DATA –
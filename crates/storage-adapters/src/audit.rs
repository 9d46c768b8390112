//! # Audit log writers
//!
//! Three `AuditLog` implementations:
//! - `TracingAuditLog` emits each entry as a structured event on the `audit` target
//! - `JsonlAuditLog` appends one JSON document per line to a file
//! - `MemoryAuditLog` keeps entries in process, for tests and local tooling

use std::path::PathBuf;
use std::sync::Mutex;

use async_trait::async_trait;
use domains::{AuditEntry, AuditLog, DomainError, Result};
use tokio::io::AsyncWriteExt;

#[derive(Debug, Default)]
pub struct TracingAuditLog;

#[async_trait]
impl AuditLog for TracingAuditLog {
    async fn record(&self, entry: AuditEntry) -> Result<()> {
        tracing::info!(
            target: "audit",
            audit_id = %entry.id,
            action = entry.action.as_str(),
            collection = %entry.collection,
            record_id = %entry.record_id,
            method = %entry.request.method,
            path = %entry.request.path,
            actor = entry.request.identity.display_name().unwrap_or("anonymous"),
            "record changed"
        );
        Ok(())
    }
}

pub struct JsonlAuditLog {
    path: PathBuf,
    // Serializes appends so lines never interleave.
    write_lock: tokio::sync::Mutex<()>,
}

impl JsonlAuditLog {
    pub fn new(path: impl Into<PathBuf>) -> Self {
        Self {
            path: path.into(),
            write_lock: tokio::sync::Mutex::new(()),
        }
    }
}

#[async_trait]
impl AuditLog for JsonlAuditLog {
    async fn record(&self, entry: AuditEntry) -> Result<()> {
        let mut line = serde_json::to_vec(&entry).map_err(|e| DomainError::Internal(e.to_string()))?;
        line.push(b'\n');

        let _guard = self.write_lock.lock().await;
        let mut file = tokio::fs::OpenOptions::new()
            .create(true)
            .append(true)
            .open(&self.path)
            .await
            .map_err(|e| DomainError::Internal(format!("open {}: {e}", self.path.display())))?;
        file.write_all(&line)
            .await
            .map_err(|e| DomainError::Internal(format!("append {}: {e}", self.path.display())))?;
        file.flush()
            .await
            .map_err(|e| DomainError::Internal(format!("flush {}: {e}", self.path.display())))?;
        Ok(())
    }
}

#[derive(Debug, Default)]
pub struct MemoryAuditLog {
    entries: Mutex<Vec<AuditEntry>>,
}

impl MemoryAuditLog {
    pub fn new() -> Self {
        Self::default()
    }

    pub fn entries(&self) -> Vec<AuditEntry> {
        match self.entries.lock() {
            Ok(entries) => entries.clone(),
            Err(poisoned) => poisoned.into_inner().clone(),
        }
    }
}

#[async_trait]
impl AuditLog for MemoryAuditLog {
    async fn record(&self, entry: AuditEntry) -> Result<()> {
        self.entries
            .lock()
            .map_err(|_| DomainError::Internal("audit log lock poisoned".into()))?
            .push(entry);
        Ok(())
    }
}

WORK TASK – The records above must be retyped in full. Keep each one exactly as it is.

TASK RESPONSE –
filename crates/storage-adapters/src/audit.rs
repository 9d46c768b8390112
//! # Audit log writers
//!
//! Three `AuditLog` implementations:
//! - `TracingAuditLog` emits each entry as a structured event on the `audit` target
//! - `JsonlAuditLog` appends one JSON document per line to a file
//! - `MemoryAuditLog` keeps entries in process, for tests and local tooling

use std::path::PathBuf;
use std::sync::Mutex;

use async_trait::async_trait;
use domains::{AuditEntry, AuditLog, DomainError, Result};
use tokio::io::AsyncWriteExt;

#[derive(Debug, Default)]
pub struct TracingAuditLog;

#[async_trait]
impl AuditLog for TracingAuditLog {
    async fn record(&self, entry: AuditEntry) -> Result<()> {
        tracing::info!(
            target: "audit",
            audit_id = %entry.id,
            action = entry.action.as_str(),
            collection = %entry.collection,
            record_id = %entry.record_id,
            method = %entry.request.method,
            path = %entry.request.path,
            actor = entry.request.identity.display_name().unwrap_or("anonymous"),
            "record changed"
        );
        Ok(())
    }
}

pub struct JsonlAuditLog {
    path: PathBuf,
    // Serializes appends so lines never interleave.
    write_lock: tokio::sync::Mutex<()>,
}

impl JsonlAuditLog {
    pub fn new(path: impl Into<PathBuf>) -> Self {
        Self {
            path: path.into(),
            write_lock: tokio::sync::Mutex::new(()),
        }
    }
}

#[async_trait]
impl AuditLog for JsonlAuditLog {
    async fn record(&self, entry: AuditEntry) -> Result<()> {
        let mut line = serde_json::to_vec(&entry).map_err(|e| DomainError::Internal(e.to_string()))?;
        line.push(b'\n');

        let _guard = self.write_lock.lock().await;
        let mut file = tokio::fs::OpenOptions::new()
            .create(true)
            .append(true)
            .open(&self.path)
            .await
            .map_err(|e| DomainError::Internal(format!("open {}: {e}", self.path.display())))?;
        file.write_all(&line)
            .await
            .map_err(|e| DomainError::Internal(format!("append {}: {e}", self.path.display())))?;
        file.flush()
            .await
            .map_err(|e| DomainError::Internal(format!("flush {}: {e}", self.path.display())))?;
        Ok(())
    }
}

#[derive(Debug, Default)]
pub struct MemoryAuditLog {
    entries: Mutex<Vec<AuditEntry>>,
}

impl MemoryAuditLog {
    pub fn new() -> Self {
        Self::default()
    }

    pub fn entries(&self) -> Vec<AuditEntry> {
        match self.entries.lock() {
            Ok(entries) => entries.clone(),
            Err(poisoned) => poisoned.into_inner().clone(),
        }
    }
}

#[async_trait]
impl AuditLog for MemoryAuditLog {
    async fn record(&self, entry: AuditEntry) -> Result<()> {
        self.entries
            .lock()
            .map_err(|_| DomainError::Internal("audit log lock poisoned".into()))?
            .push(entry);
        Ok(())
    }
}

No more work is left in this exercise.